On National Day, Finland’s colors of blue and white prevail—from the tablecloth, candles to the flowers. The Finnish blue-and-white candles are displayed on the windows in memory of the people who fought and died for the nation’s independence from Tsarist Russia.
Like his parents, Erik enjoys entertaining. “I follow their way of doing things. They’ve been tried and tested—nice mix of people, cocktails at 7:30, dinner at 8 pm.”
He favors traditional European food. During hot months, Erik serves cold soup, fish course such as prawns or crabs and the piece de resistance, the meat dishes.
“In northern Italy, the food is very rich with a lot of meat. In my (maternal) grandmother’s day until World War II, it was unthinkable not to have three meats in a meal—boiled, braised, and roasted,” he says.
“I like to make roast duck or roast beef which is useful in this country because of the heat. You make roast beef the day before, serve it cold, or I like braised meat in white wine, orange lemon sauce, chicken breast stuffed with blue cheese, Parmesan, and wrapped in prosciutto. Nothing too elaborate.”

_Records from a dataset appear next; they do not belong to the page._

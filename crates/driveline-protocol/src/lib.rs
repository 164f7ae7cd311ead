//! # Driveline Protocol
//!
//! Static protocol definition sets for WebDriver-family automation servers.
//!
//! A definition set maps endpoint templates to HTTP methods and each method to
//! the command it implements:
//!
//! - W3C WebDriver (`webdriver`) and the legacy JSON Wire Protocol (`jsonwp`)
//! - Mobile extensions (`mjsonwp`, `appium`)
//! - Vendor extensions (`chromium`, `saucelabs`, `selenium`)
//!
//! The crate only loads, merges and structurally validates the sets. Choosing
//! which of them apply to a session, and binding them to invocable commands,
//! happens in the `driveline` crate.
//!
//! ```rust
//! use driveline_protocol::{DefinitionSets, HttpMethod};
//!
//! let sets = DefinitionSets::bundled()?;
//! let navigate = sets.webdriver.get("/session/:sessionId/url", HttpMethod::Post);
//! assert_eq!(navigate.map(|c| c.command.as_str()), Some("navigateTo"));
//! # Ok::<(), driveline_protocol::ProtocolError>(())
//! ```

#![deny(missing_docs)]
#![warn(missing_debug_implementations)]
#![warn(clippy::all)]
#![allow(clippy::module_name_repetitions)]

mod definition;
mod error;
mod sets;

pub use definition::{
    CommandSpec, EndpointDefinition, HttpMethod, Parameter, ProtocolDefinition, Variable,
};
pub use error::{ProtocolError, ProtocolResult};
pub use sets::{DefinitionSets, SetKind};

One of his favorite dishes is duck breast, roasted until golden brown, with pink meat, and served with two sauces for aesthetic reasons—there are two very pretty sauce bowls that match. “I like having them going around the table at the same time. The pink peppercorn is sweet, and the green is spicy. They come out vibrant. Food has to be pleasing to the eyes,” says Erik.
“As a European I need my potatoes, just as in Asia you need rice. I like dauphinois potatoes, terribly fattening,” he says, referring to thinly sliced blanched potatoes between layers of cream and Gruyere cheese.”
He tries not to serve too many creamy dishes since they might clash with the booze.
He took after his mother’s efficiency. “I make sure everything is done by morning, so there’s no panic.”
At the end of the day, Madame Loretta says the secret to good cooking is attitude. “Always put your love into your cooking. It will come through with the food. Give a lot of care because your guests will share that love.”